Ese personaje ha mentido sobre la cantidad de ciudadanos en esa condición, más de 23 mil, a los cuales, violando principios constitucionales se niega a que se les entreguen sus documentos de identidad, lanzándolos a la muerte jurídica. Un escándalo por el que, con justicia, hemos sido condenados como país en organismos internacionales defensores de los derechos humanos y sin que ninguna institución del Estado, comenzando por la Presidencia y el Congreso se haya tomado correctivo alguno. Y es que la cuestión haitiana, en términos de política de Estado, se le haya asignado como cuota de poder a un partiducho fascista, aliado al partido de gobierno.
También, porque el PLD y en esencia, todas las facciones del PRD, han dado muestra de pusilanimidad al aceptar el chantaje de los grupos antihaitianos incrustados en importantes medios de comunicación o porque esencialmente coinciden en el caso específico del tema haitiano y por eso, de hecho, en ese caso, protegen al presidente de la JCE. En tal sentido, ha de esperarse que si el Congreso se involucra en el debate que sobre cuestiones cruciales mantienen dos integrantes de ese tribunal y su presidente no sea para penalizar a los jueces que dignamente exigen transparencia, justicia y honestidad en la conducción de esa institución, sino para expulsar o llevar a la legalidad a tan nefasto personaje.
El caso del recurso de amparo, incoado por altos dirigentes del clero católico contra la campaña de educación sexual que con sentido de responsabilidad cívica desarrolla PROFAMILIA, quizás sea más grave. Ello así, porque el hecho constituye una grosera intervención eclesial en temas que son de estricta competencia del Estado. Ante tantos embarazos de menores de edad, en eso somos de los primeros en el mundo, el Estado tiene plena obligación de intervenir para paliar esa circunstancia, educando sobre la práctica del sexo responsable.
Resulta una vergüenza que todavía se insista en imponerle a la sociedad y al Estado unos valores absolutos de fe que sólo conciernen a los miembros de una iglesia.

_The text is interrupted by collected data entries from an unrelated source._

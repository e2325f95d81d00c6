//! Products domain module (catalog).
//!
//! This crate contains the catalog view models and the dimension-constraint
//! ruleset used when a product is measured into a project, implemented purely
//! as deterministic domain logic (no IO, no HTTP, no storage).

pub mod dimensions;
pub mod product;

pub use dimensions::{
    Bounds, DimensionRanges, Dimensions, MeasurementCandidate, Parameters, Rejection, baseline,
    compute_ranges, validate,
};
pub use product::{
    DEFAULT_CATEGORY_ICON, DefaultDimensions, NewCategory, NewProduct, Product, ProductCategory,
    ProductPatch, ProductType, Specifications,
};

Imponerlos por ley es una pretensión propia de la Edad Media, sólo concebible en un país de una clase política que nunca ha osado establecer una clara división entre la esfera pública y la esfera privada, que no ha sido capaz de exigir y establecer lo que es ley de nuestro tiempo: el carácter laico del Estado y la no injerencia de las principales autoridades de la iglesia católica en los asuntos del Estado e incluso en la política.
El respeto a las libre creencia religiosa no se discute e incluso el derecho de las religiones a hacer su proselitismo, pero es necesario extirpar de lo público lo que es de la esfera privada: lo religioso, la fe. En tal sentido es tiempo de que se erradique la arbitraria práctica de iniciar actos de carácter público con invocaciones o bendiciones religiosas, una práctica se generaliza incluso en actos de grupos no confesionales.
Son cuestiones que debería darnos vergüenza que todavía hoy estemos discutiendo.